Le déroulement des faits
Accompagnée de sa mère, la jeune fille s’est présentée à la clinique pour son admission. Selon le témoignage de sa mère, un chirurgien est venu les trouver dans la salle d’attente pour prendre en charge la patiente. La mère a pris soin de confirmer l’identité de sa fille auprès du praticien avant que cette dernière ne soit emmenée au bloc opératoire. C’est alors qu’elle attendait le retour de sa fille que la mère a été abordée par le même chirurgien, qui s’est avéré être un chirurgien-dentiste. Il lui a annoncé qu’une erreur médicale avait été commise. À son réveil de l’anesthésie générale, l’adolescente, surprise de pouvoir encore bouger sa cheville, a découvert la présence de cotons dans sa bouche, réalisant que l’opération subie ne correspondait pas à celle initialement programmée.
Conséquences physiques et psychologiques
La famille a décrit un état de choc immédiat pour la jeune fille et ses proches. La mère de la lycéenne a rapporté que sa fille souffre depuis l’incident d’angoisses nocturnes et de difficultés à dormir. L’absence de préparation habituelle pour une extraction dentaire — incluant des rendez-vous préalables et un suivi antibiotique spécifique — a également été pointée du doigt par la famille. De plus, la mère a souligné la gravité des risques liés à l’anesthésie, qu’elle affirme avoir été calibrée pour une autre patiente devant initialement subir l’opération dentaire. L’adolescente, toujours en attente de son opération de la cheville, manifeste désormais une réticence marquée à l’idée de retourner dans un environnement hospitalier.

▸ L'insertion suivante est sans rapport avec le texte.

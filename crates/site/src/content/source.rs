//! Content source trait and error type.

use async_trait::async_trait;
use thiserror::Error;

use super::models::{Document, Settings};

/// Errors raised while fetching content.
#[derive(Debug, Error)]
pub enum ContentError {
    #[error("content request failed: {0}")]
    Http(#[from] reqwest::Error),

    #[error("content API returned {status}: {message}")]
    Status { status: u16, message: String },

    #[error("failed to decode content: {0}")]
    Decode(#[from] serde_json::Error),

    #[error("content source misconfigured: {0}")]
    Config(String),

    #[error("failed to read content fixtures: {0}")]
    Io(#[from] std::io::Error),
}

/// Which revision of the content to read.
#[derive(Debug, Clone, Copy, PartialEq, Eq, Hash)]
pub enum Perspective {
    /// Published documents only.
    Published,
    /// Drafts layered over published documents (preview mode).
    Drafts,
}

impl Perspective {
    pub fn as_str(self) -> &'static str {
        match self {
            Perspective::Published => "published",
            Perspective::Drafts => "drafts",
        }
    }

    pub fn from_preview(preview: bool) -> Self {
        if preview {
            Perspective::Drafts
        } else {
            Perspective::Published
        }
    }
}

/// Read access to site content.
///
/// `Ok(None)` means "no such document" and is not an error.
#[async_trait]
pub trait ContentSource: Send + Sync {
    /// Fetch the single page or story with the given slug.
    async fn document(
        &self,
        slug: &str,
        perspective: Perspective,
    ) -> Result<Option<Document>, ContentError>;

    /// Fetch the site settings singleton.
    async fn settings(&self, perspective: Perspective) -> Result<Option<Settings>, ContentError>;

    /// Whether the source is reachable.
    async fn healthy(&self) -> bool {
        true
    }

    /// Short name for logs.
    fn name(&self) -> &'static str;
}
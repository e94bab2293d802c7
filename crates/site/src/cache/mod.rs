//! Stale-while-revalidate content cache backed by Moka.
//!
//! Entries remember when they were fetched. A fresh entry is served as is;
//! a stale entry is served while one background refresh runs for its key;
//! a miss fetches with a deadline, and if the deadline passes the fetch
//! keeps running and fills the cache for a later request. A failed fetch
//! never replaces a cached value.

use std::fmt::Display;
use std::future::Future;
use std::sync::Arc;
use std::time::Duration;

use dashmap::DashMap;
use moka::future::Cache;
use tokio::time::Instant;
use tracing::{debug, warn};

/// Maximum number of cached entries.
const MAX_CAPACITY: u64 = 10_000;

/// Entries not read for this long are evicted regardless of freshness.
const IDLE_EVICTION: Duration = Duration::from_secs(24 * 60 * 60);

/// Result of a cache read.
#[derive(Debug, Clone, PartialEq)]
pub enum CacheRead<V> {
    /// Served from cache within the revalidation window.
    Fresh(V),
    /// Served from cache past the window; a refresh is in flight.
    Stale(V),
    /// Not cached; fetched within the deadline.
    Fetched(V),
    /// Not cached; the fetch is still running in the background.
    Pending,
    /// Not cached; the fetch failed.
    Failed,
}

impl<V> CacheRead<V> {
    /// The value, if one was available for this request.
    pub fn into_value(self) -> Option<V> {
        match self {
            CacheRead::Fresh(v) | CacheRead::Stale(v) | CacheRead::Fetched(v) => Some(v),
            CacheRead::Pending | CacheRead::Failed => None,
        }
    }
}

#[derive(Clone)]
struct Entry<V> {
    value: V,
    fetched_at: Instant,
}

/// Process-wide cache keyed by route and parameters.
#[derive(Clone)]
pub struct RevalidatingCache<V> {
    inner: Arc<CacheInner<V>>,
}

struct CacheInner<V> {
    entries: Cache<String, Entry<V>>,
    /// Keys with a background refresh in flight.
    refreshing: DashMap<String, ()>,
    /// Age after which an entry is stale.
    revalidate_after: Duration,
}

impl<V> RevalidatingCache<V>
where
    V: Clone + Send + Sync + 'static,
{
    pub fn new(revalidate_after: Duration) -> Self {
        let entries = Cache::builder()
            .max_capacity(MAX_CAPACITY)
            .time_to_idle(IDLE_EVICTION)
            .build();

        Self {
            inner: Arc::new(CacheInner {
                entries,
                refreshing: DashMap::new(),
                revalidate_after,
            }),
        }
    }

    /// Read `key`, fetching or refreshing as needed.
    ///
    /// `deadline` bounds how long a miss waits for `fetch`. Concurrent
    /// misses on one key share a single fetch.
    pub async fn get_or_fetch<F, Fut, E>(&self, key: &str, deadline: Duration, fetch: F) -> CacheRead<V>
    where
        F: FnOnce() -> Fut + Send + 'static,
        Fut: Future<Output = Result<V, E>> + Send + 'static,
        E: Display + Send + Sync + 'static,
    {
        if let Some(entry) = self.inner.entries.get(key).await {
            if entry.fetched_at.elapsed() < self.inner.revalidate_after {
                debug!(key = %key, "cache hit");
                return CacheRead::Fresh(entry.value);
            }
            debug!(key = %key, "cache stale, revalidating");
            self.spawn_refresh(key, fetch);
            return CacheRead::Stale(entry.value);
        }

        debug!(key = %key, "cache miss");
        let inner = Arc::clone(&self.inner);
        let owned_key = key.to_string();
        let task = tokio::spawn(async move {
            inner
                .entries
                .try_get_with(owned_key, async move {
                    fetch().await.map(|value| Entry {
                        value,
                        fetched_at: Instant::now(),
                    })
                })
                .await
        });

        match tokio::time::timeout(deadline, task).await {
            Ok(Ok(Ok(entry))) => CacheRead::Fetched(entry.value),
            Ok(Ok(Err(e))) => {
                warn!(key = %key, error = %e, "content fetch failed");
                CacheRead::Failed
            }
            Ok(Err(e)) => {
                warn!(key = %key, error = %e, "content fetch task aborted");
                CacheRead::Failed
            }
            Err(_) => {
                debug!(key = %key, ?deadline, "content fetch exceeded deadline, continuing in background");
                CacheRead::Pending
            }
        }
    }

    fn spawn_refresh<F, Fut, E>(&self, key: &str, fetch: F)
    where
        F: FnOnce() -> Fut + Send + 'static,
        Fut: Future<Output = Result<V, E>> + Send + 'static,
        E: Display + Send + Sync + 'static,
    {
        if self.inner.refreshing.insert(key.to_string(), ()).is_some() {
            debug!(key = %key, "refresh already in flight");
            return;
        }

        let inner = Arc::clone(&self.inner);
        let key = key.to_string();
        tokio::spawn(async move {
            match fetch().await {
                Ok(value) => {
                    let entry = Entry {
                        value,
                        fetched_at: Instant::now(),
                    };
                    inner.entries.insert(key.clone(), entry).await;
                    debug!(key = %key, "cache refreshed");
                }
                Err(e) => {
                    warn!(key = %key, error = %e, "cache refresh failed, keeping stale value");
                }
            }
            inner.refreshing.remove(&key);
        });
    }
}

impl<V> std::fmt::Debug for RevalidatingCache<V> {
    fn fmt(&self, f: &mut std::fmt::Formatter<'_>) -> std::fmt::Result {
        f.debug_struct("RevalidatingCache")
            .field("entries", &self.inner.entries.entry_count())
            .field("refreshing", &self.inner.refreshing.len())
            .field("revalidate_after", &self.inner.revalidate_after)
            .finish()
    }
}
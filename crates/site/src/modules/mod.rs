//! Page-builder modules.
//!
//! [`ModuleKind`] is the one table of module types: it names each type's
//! discriminator, the fields the query layer projects for it, and the
//! template the renderer uses. [`Module`] is the closed sum type decoded from
//! a page's module array; rendering is an exhaustive match over it.
//!
//! Records whose `_type` is not in the table decode to [`Module::Unknown`],
//! and records that fail to decode to [`Module::Invalid`]. Neither is an
//! error: content types added in the CMS before the site knows about them
//! must not break published pages.

mod render;
mod types;

use serde::de::Deserializer;
use serde::ser::{Error as _, Serializer};
use serde::{Deserialize, Serialize};
use serde_json::Value;
use tracing::warn;

pub use render::{RenderContext, RenderMode, RenderedSection, render_module, render_modules};
pub use types::{
    CallToAction, Column, CompositeFeature, FeatureItem, FieldKind, FormField, FormModule, Hero,
    ProductAd, Quote, Review, ReviewsHero, RichTextModule, Slide, Slideshow, StoriesGrid,
    StoryCard, Testimonial, TwoColumn,
};

/// The closed set of module types the site can render.
#[derive(Debug, Clone, Copy, PartialEq, Eq, Hash)]
pub enum ModuleKind {
    Hero,
    RichText,
    Slideshow,
    TwoColumn,
    Form,
    Cta,
    Quote,
    StoriesGrid,
    CompositeFeature,
    Testimonial,
    ReviewsHero,
    ProductAd,
}

impl ModuleKind {
    /// Every module kind, in registry order.
    pub const ALL: [ModuleKind; 12] = [
        ModuleKind::Hero,
        ModuleKind::RichText,
        ModuleKind::Slideshow,
        ModuleKind::TwoColumn,
        ModuleKind::Form,
        ModuleKind::Cta,
        ModuleKind::Quote,
        ModuleKind::StoriesGrid,
        ModuleKind::CompositeFeature,
        ModuleKind::Testimonial,
        ModuleKind::ReviewsHero,
        ModuleKind::ProductAd,
    ];

    /// The `_type` discriminator stored in the CMS.
    pub fn type_name(self) -> &'static str {
        match self {
            ModuleKind::Hero => "hero",
            ModuleKind::RichText => "richText",
            ModuleKind::Slideshow => "slideshow",
            ModuleKind::TwoColumn => "twoColumn",
            ModuleKind::Form => "form",
            ModuleKind::Cta => "cta",
            ModuleKind::Quote => "quote",
            ModuleKind::StoriesGrid => "storiesGrid",
            ModuleKind::CompositeFeature => "compositeFeature",
            ModuleKind::Testimonial => "testimonial",
            ModuleKind::ReviewsHero => "reviewsHero",
            ModuleKind::ProductAd => "productAd",
        }
    }

    /// Look up a kind by its discriminator.
    pub fn from_type_name(type_name: &str) -> Option<Self> {
        Self::ALL.into_iter().find(|k| k.type_name() == type_name)
    }

    /// Template used to render this kind.
    pub fn template(self) -> &'static str {
        match self {
            ModuleKind::Hero => "modules/hero.html",
            ModuleKind::RichText => "modules/rich_text.html",
            ModuleKind::Slideshow => "modules/slideshow.html",
            ModuleKind::TwoColumn => "modules/two_column.html",
            ModuleKind::Form => "modules/form.html",
            ModuleKind::Cta => "modules/cta.html",
            ModuleKind::Quote => "modules/quote.html",
            ModuleKind::StoriesGrid => "modules/stories_grid.html",
            ModuleKind::CompositeFeature => "modules/composite_feature.html",
            ModuleKind::Testimonial => "modules/testimonial.html",
            ModuleKind::ReviewsHero => "modules/reviews_hero.html",
            ModuleKind::ProductAd => "modules/product_ad.html",
        }
    }

    /// Projection field expressions fetched for this kind.
    ///
    /// Must name exactly the fields of the kind's struct in [`types`].
    pub fn projection_fields(self) -> &'static [&'static str] {
        match self {
            ModuleKind::Hero => &["heading", "subheading", "image", "cta"],
            ModuleKind::RichText => &["content"],
            ModuleKind::Slideshow => &["heading", "slides", "intervalSeconds"],
            ModuleKind::TwoColumn => &["left", "right", "reverse"],
            ModuleKind::Form => &[
                "heading",
                "description",
                "action",
                "submitLabel",
                "successMessage",
                "fields",
            ],
            ModuleKind::Cta => &["heading", "body", "link"],
            ModuleKind::Quote => &["quote", "attribution", "image"],
            ModuleKind::StoriesGrid => &[
                "heading",
                r#"stories[]->{_id, title, "slug": slug.current, featuredImage, excerpt, publishedAt}"#,
            ],
            ModuleKind::CompositeFeature => &["heading", "body", "image", "items"],
            ModuleKind::Testimonial => &["quote", "name", "role", "image"],
            ModuleKind::ReviewsHero => &["heading", "rating", "reviewCount", "reviews", "image"],
            ModuleKind::ProductAd => &["title", "description", "price", "image", "link"],
        }
    }
}

/// A decoded module.
#[derive(Debug, Clone, PartialEq)]
pub enum Module {
    Hero(Hero),
    RichText(RichTextModule),
    Slideshow(Slideshow),
    TwoColumn(TwoColumn),
    Form(FormModule),
    Cta(CallToAction),
    Quote(Quote),
    StoriesGrid(StoriesGrid),
    CompositeFeature(CompositeFeature),
    Testimonial(Testimonial),
    ReviewsHero(ReviewsHero),
    ProductAd(ProductAd),
    /// A discriminator the site has no renderer for.
    Unknown { type_name: String },
    /// A known discriminator whose fields could not be decoded.
    Invalid { kind: ModuleKind, error: String },
}

impl Module {
    /// The registered kind, or `None` for unknown discriminators.
    pub fn kind(&self) -> Option<ModuleKind> {
        Some(match self {
            Module::Hero(_) => ModuleKind::Hero,
            Module::RichText(_) => ModuleKind::RichText,
            Module::Slideshow(_) => ModuleKind::Slideshow,
            Module::TwoColumn(_) => ModuleKind::TwoColumn,
            Module::Form(_) => ModuleKind::Form,
            Module::Cta(_) => ModuleKind::Cta,
            Module::Quote(_) => ModuleKind::Quote,
            Module::StoriesGrid(_) => ModuleKind::StoriesGrid,
            Module::CompositeFeature(_) => ModuleKind::CompositeFeature,
            Module::Testimonial(_) => ModuleKind::Testimonial,
            Module::ReviewsHero(_) => ModuleKind::ReviewsHero,
            Module::ProductAd(_) => ModuleKind::ProductAd,
            Module::Invalid { kind, .. } => *kind,
            Module::Unknown { .. } => return None,
        })
    }

    /// The discriminator this module was stored with.
    pub fn type_name(&self) -> &str {
        match self {
            Module::Unknown { type_name } => type_name.as_str(),
            other => other.kind().map(ModuleKind::type_name).unwrap_or_default(),
        }
    }

    /// Decode the fields of a known kind from a raw module object.
    pub fn decode(kind: ModuleKind, value: Value) -> Result<Self, serde_json::Error> {
        Ok(match kind {
            ModuleKind::Hero => Module::Hero(serde_json::from_value(value)?),
            ModuleKind::RichText => Module::RichText(serde_json::from_value(value)?),
            ModuleKind::Slideshow => Module::Slideshow(serde_json::from_value(value)?),
            ModuleKind::TwoColumn => Module::TwoColumn(serde_json::from_value(value)?),
            ModuleKind::Form => Module::Form(serde_json::from_value(value)?),
            ModuleKind::Cta => Module::Cta(serde_json::from_value(value)?),
            ModuleKind::Quote => Module::Quote(serde_json::from_value(value)?),
            ModuleKind::StoriesGrid => Module::StoriesGrid(serde_json::from_value(value)?),
            ModuleKind::CompositeFeature => {
                Module::CompositeFeature(serde_json::from_value(value)?)
            }
            ModuleKind::Testimonial => Module::Testimonial(serde_json::from_value(value)?),
            ModuleKind::ReviewsHero => Module::ReviewsHero(serde_json::from_value(value)?),
            ModuleKind::ProductAd => Module::ProductAd(serde_json::from_value(value)?),
        })
    }

    /// Encode the module's own fields (without `_key` / `_type`).
    pub fn fields(&self) -> Result<Value, serde_json::Error> {
        match self {
            Module::Hero(m) => serde_json::to_value(m),
            Module::RichText(m) => serde_json::to_value(m),
            Module::Slideshow(m) => serde_json::to_value(m),
            Module::TwoColumn(m) => serde_json::to_value(m),
            Module::Form(m) => serde_json::to_value(m),
            Module::Cta(m) => serde_json::to_value(m),
            Module::Quote(m) => serde_json::to_value(m),
            Module::StoriesGrid(m) => serde_json::to_value(m),
            Module::CompositeFeature(m) => serde_json::to_value(m),
            Module::Testimonial(m) => serde_json::to_value(m),
            Module::ReviewsHero(m) => serde_json::to_value(m),
            Module::ProductAd(m) => serde_json::to_value(m),
            Module::Unknown { .. } | Module::Invalid { .. } => {
                Ok(Value::Object(serde_json::Map::new()))
            }
        }
    }
}

/// One entry of a page's module array: a stable key plus the module.
#[derive(Debug, Clone, PartialEq)]
pub struct ModuleRecord {
    pub key: String,
    pub module: Module,
}

impl ModuleRecord {
    pub fn new(key: impl Into<String>, module: Module) -> Self {
        Self {
            key: key.into(),
            module,
        }
    }

    /// Decode a raw module object. Never fails; see [`Module::Unknown`]
    /// and [`Module::Invalid`].
    pub fn from_value(value: Value) -> Self {
        let key = value
            .get("_key")
            .and_then(Value::as_str)
            .unwrap_or_default()
            .to_string();
        let type_name = value
            .get("_type")
            .and_then(Value::as_str)
            .unwrap_or_default()
            .to_string();

        let module = match ModuleKind::from_type_name(&type_name) {
            Some(kind) => Module::decode(kind, value).unwrap_or_else(|e| {
                warn!(key = %key, module_type = %type_name, error = %e, "failed to decode module");
                Module::Invalid {
                    kind,
                    error: e.to_string(),
                }
            }),
            None => Module::Unknown { type_name },
        };

        Self { key, module }
    }
}

impl<'de> Deserialize<'de> for ModuleRecord {
    fn deserialize<D: Deserializer<'de>>(deserializer: D) -> Result<Self, D::Error> {
        Ok(Self::from_value(Value::deserialize(deserializer)?))
    }
}

impl Serialize for ModuleRecord {
    fn serialize<S: Serializer>(&self, serializer: S) -> Result<S::Ok, S::Error> {
        let mut value = self.module.fields().map_err(S::Error::custom)?;
        if let Value::Object(map) = &mut value {
            map.insert("_key".to_string(), Value::String(self.key.clone()));
            map.insert(
                "_type".to_string(),
                Value::String(self.module.type_name().to_string()),
            );
        }
        value.serialize(serializer)
    }
}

Réaction de la clinique et procédures en cours
La direction de la clinique de la Côte d’Opale a qualifié l’événement de « situation exceptionnelle » et « profondément regrettable ». L’établissement a indiqué qu’il assumait pleinement la responsabilité de cet incident. Dès la découverte de l’erreur, le chirurgien a présenté ses excuses, et une représentante de la direction a reçu la famille pour proposer des démarches d’accompagnement, incluant un soutien psychologique et des informations sur les procédures d’indemnisation. La famille a toutefois refusé de signer les documents relatifs à une demande d’indemnisation et a décidé de porter plainte contre l’établissement. Une enquête interne a été ouverte par la clinique afin de déterminer les circonstances exactes et les causes de cette confusion. L’établissement a précisé, par la voix de ses représentants, qu’il serait prématuré de se prononcer sur des responsabilités individuelles tant que les investigations sont en cours. La clinique s’est engagée à maintenir un dialogue « ouvert, transparent et respectueux » avec la famille, affirmant que sa priorité demeure l’accompagnement de la patiente et la recherche de la vérité. À ce jour, l’opération de la cheville n’a pas été réalisée, la confiance ayant été rompue entre la famille et l’établissement hospitalier.